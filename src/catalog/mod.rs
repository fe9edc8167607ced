//! Read-only view of environments, agents, tool servers and schedules.
//!
//! The catalog is owned by the configuration layer. The runtime only reads
//! from it: tool server configs when the pool (re)connects, agent definitions
//! when a run is enqueued or a delegation subtree is validated, and schedules
//! when the scheduler starts.

mod file;

pub use file::{CatalogFile, EnvironmentFile};

use std::collections::{BTreeMap, HashMap};

use chrono::{DateTime, Utc};
use serde::{Deserialize, Serialize};

use crate::mcp::ToolServerConfig;

macro_rules! string_id {
    ($(#[$meta:meta])* $name:ident) => {
        $(#[$meta])*
        #[derive(Debug, Clone, PartialEq, Eq, Hash, PartialOrd, Ord, Serialize, Deserialize)]
        #[serde(transparent)]
        pub struct $name(String);

        impl $name {
            pub fn new(id: impl Into<String>) -> Self {
                Self(id.into())
            }

            pub fn as_str(&self) -> &str {
                &self.0
            }
        }

        impl std::fmt::Display for $name {
            fn fmt(&self, f: &mut std::fmt::Formatter<'_>) -> std::fmt::Result {
                f.write_str(&self.0)
            }
        }

        impl From<&str> for $name {
            fn from(s: &str) -> Self {
                Self(s.to_string())
            }
        }
    };
}

string_id!(
    /// Stable identifier of an environment (isolation boundary).
    EnvironmentId
);
string_id!(
    /// Identifier of an agent, unique within its environment.
    AgentId
);
string_id!(
    /// Identifier of a schedule entry.
    ScheduleId
);

/// Fully qualified reference to an agent.
#[derive(Debug, Clone, PartialEq, Eq, Hash, Serialize, Deserialize)]
pub struct AgentRef {
    pub environment: EnvironmentId,
    pub agent: AgentId,
}

impl std::fmt::Display for AgentRef {
    fn fmt(&self, f: &mut std::fmt::Formatter<'_>) -> std::fmt::Result {
        write!(f, "{}/{}", self.environment, self.agent)
    }
}

/// Declarative definition of an agent.
#[derive(Debug, Clone, PartialEq, Serialize, Deserialize)]
pub struct AgentDefinition {
    pub id: AgentId,
    /// Filled in from the enclosing environment when loaded from a file.
    #[serde(default = "unassigned_environment")]
    pub environment: EnvironmentId,
    /// Display name; also the basis of the synthesized delegation tool name.
    pub name: String,
    #[serde(default)]
    pub description: String,
    /// Prompt template, `{{var}}` placeholders are filled from run variables.
    pub prompt: String,
    /// Declared direct tool names
    #[serde(default)]
    pub tools: Vec<String>,
    /// Declared child agents, callable as delegation tools
    #[serde(default)]
    pub children: Vec<AgentId>,
    #[serde(default)]
    pub max_steps: Option<usize>,
    /// JSON schema the final answer must follow
    #[serde(default)]
    pub output_schema: Option<serde_json::Value>,
    /// Model override
    #[serde(default)]
    pub model: Option<String>,
}

fn unassigned_environment() -> EnvironmentId {
    EnvironmentId::new("")
}

impl AgentDefinition {
    pub fn new(
        environment: impl Into<EnvironmentId>,
        id: impl Into<AgentId>,
        prompt: impl Into<String>,
    ) -> Self {
        let id = id.into();
        Self {
            name: id.as_str().to_string(),
            id,
            environment: environment.into(),
            description: String::new(),
            prompt: prompt.into(),
            tools: Vec::new(),
            children: Vec::new(),
            max_steps: None,
            output_schema: None,
            model: None,
        }
    }

    pub fn with_name(mut self, name: impl Into<String>) -> Self {
        self.name = name.into();
        self
    }

    pub fn with_description(mut self, description: impl Into<String>) -> Self {
        self.description = description.into();
        self
    }

    pub fn with_tools<I, S>(mut self, tools: I) -> Self
    where
        I: IntoIterator<Item = S>,
        S: Into<String>,
    {
        self.tools = tools.into_iter().map(Into::into).collect();
        self
    }

    pub fn with_children<I, S>(mut self, children: I) -> Self
    where
        I: IntoIterator<Item = S>,
        S: Into<AgentId>,
    {
        self.children = children.into_iter().map(Into::into).collect();
        self
    }

    pub fn with_max_steps(mut self, max_steps: usize) -> Self {
        self.max_steps = Some(max_steps);
        self
    }

    pub fn with_output_schema(mut self, schema: serde_json::Value) -> Self {
        self.output_schema = Some(schema);
        self
    }

    pub fn agent_ref(&self) -> AgentRef {
        AgentRef {
            environment: self.environment.clone(),
            agent: self.id.clone(),
        }
    }
}

impl From<&str> for AgentRef {
    /// Parses `environment/agent`; a bare name lands in the `default` environment.
    fn from(s: &str) -> Self {
        match s.split_once('/') {
            Some((env, agent)) => AgentRef {
                environment: env.into(),
                agent: agent.into(),
            },
            None => AgentRef {
                environment: "default".into(),
                agent: s.into(),
            },
        }
    }
}

/// Recurring trigger for an agent.
#[derive(Debug, Clone, PartialEq, Serialize, Deserialize)]
pub struct ScheduleEntry {
    pub id: ScheduleId,
    /// 6-field cron expression with seconds
    pub cron: String,
    pub environment: EnvironmentId,
    pub agent: AgentId,
    #[serde(default = "default_true")]
    pub enabled: bool,
    #[serde(default)]
    pub description: Option<String>,
    /// Overrides the default scheduled input text
    #[serde(default)]
    pub input: Option<String>,
    #[serde(default)]
    pub variables: HashMap<String, String>,
    #[serde(default)]
    pub last_fired_at: Option<DateTime<Utc>>,
}

fn default_true() -> bool {
    true
}

impl ScheduleEntry {
    pub fn new(
        id: impl Into<ScheduleId>,
        cron: impl Into<String>,
        environment: impl Into<EnvironmentId>,
        agent: impl Into<AgentId>,
    ) -> Self {
        Self {
            id: id.into(),
            cron: cron.into(),
            environment: environment.into(),
            agent: agent.into(),
            enabled: true,
            description: None,
            input: None,
            variables: HashMap::new(),
            last_fired_at: None,
        }
    }
}

/// Read-only source of declarative configuration.
pub trait Catalog: Send + Sync {
    fn environments(&self) -> Vec<EnvironmentId>;

    fn agent(&self, environment: &EnvironmentId, id: &AgentId) -> Option<AgentDefinition>;

    fn agents(&self, environment: &EnvironmentId) -> Vec<AgentDefinition>;

    /// Tool server configs, before template resolution.
    fn tool_servers(&self, environment: &EnvironmentId) -> Vec<ToolServerConfig>;

    /// Variables used to resolve tool server config templates.
    fn variables(&self, environment: &EnvironmentId) -> HashMap<String, String>;

    fn schedules(&self) -> Vec<ScheduleEntry>;
}

#[derive(Debug, Clone, Default)]
struct EnvironmentEntry {
    agents: BTreeMap<AgentId, AgentDefinition>,
    tool_servers: Vec<ToolServerConfig>,
    variables: HashMap<String, String>,
}

/// Immutable in-memory catalog, built in code or loaded from a file.
#[derive(Debug, Clone, Default)]
pub struct StaticCatalog {
    environments: BTreeMap<EnvironmentId, EnvironmentEntry>,
    schedules: Vec<ScheduleEntry>,
}

impl StaticCatalog {
    pub fn new() -> Self {
        Self::default()
    }

    fn env_mut(&mut self, environment: &EnvironmentId) -> &mut EnvironmentEntry {
        self.environments.entry(environment.clone()).or_default()
    }

    pub fn with_agent(mut self, agent: AgentDefinition) -> Self {
        let env = agent.environment.clone();
        self.env_mut(&env).agents.insert(agent.id.clone(), agent);
        self
    }

    pub fn with_tool_server(
        mut self,
        environment: impl Into<EnvironmentId>,
        server: ToolServerConfig,
    ) -> Self {
        self.env_mut(&environment.into()).tool_servers.push(server);
        self
    }

    pub fn with_variable(
        mut self,
        environment: impl Into<EnvironmentId>,
        name: impl Into<String>,
        value: impl Into<String>,
    ) -> Self {
        self.env_mut(&environment.into())
            .variables
            .insert(name.into(), value.into());
        self
    }

    pub fn with_schedule(mut self, schedule: ScheduleEntry) -> Self {
        self.schedules.push(schedule);
        self
    }
}

impl Catalog for StaticCatalog {
    fn environments(&self) -> Vec<EnvironmentId> {
        self.environments.keys().cloned().collect()
    }

    fn agent(&self, environment: &EnvironmentId, id: &AgentId) -> Option<AgentDefinition> {
        self.environments
            .get(environment)
            .and_then(|env| env.agents.get(id))
            .cloned()
    }

    fn agents(&self, environment: &EnvironmentId) -> Vec<AgentDefinition> {
        self.environments
            .get(environment)
            .map(|env| env.agents.values().cloned().collect())
            .unwrap_or_default()
    }

    fn tool_servers(&self, environment: &EnvironmentId) -> Vec<ToolServerConfig> {
        self.environments
            .get(environment)
            .map(|env| env.tool_servers.clone())
            .unwrap_or_default()
    }

    fn variables(&self, environment: &EnvironmentId) -> HashMap<String, String> {
        self.environments
            .get(environment)
            .map(|env| env.variables.clone())
            .unwrap_or_default()
    }

    fn schedules(&self) -> Vec<ScheduleEntry> {
        self.schedules.clone()
    }
}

==============================

#### Task description:
Pull out each line of the records holding the string "Option".

#### Result for this task:
    pub max_steps: Option<usize>,
    pub output_schema: Option<serde_json::Value>,
    pub model: Option<String>,
    pub description: Option<String>,
    pub input: Option<String>,
    pub last_fired_at: Option<DateTime<Utc>>,
    fn agent(&self, environment: &EnvironmentId, id: &AgentId) -> Option<AgentDefinition>;
    fn agent(&self, environment: &EnvironmentId, id: &AgentId) -> Option<AgentDefinition> {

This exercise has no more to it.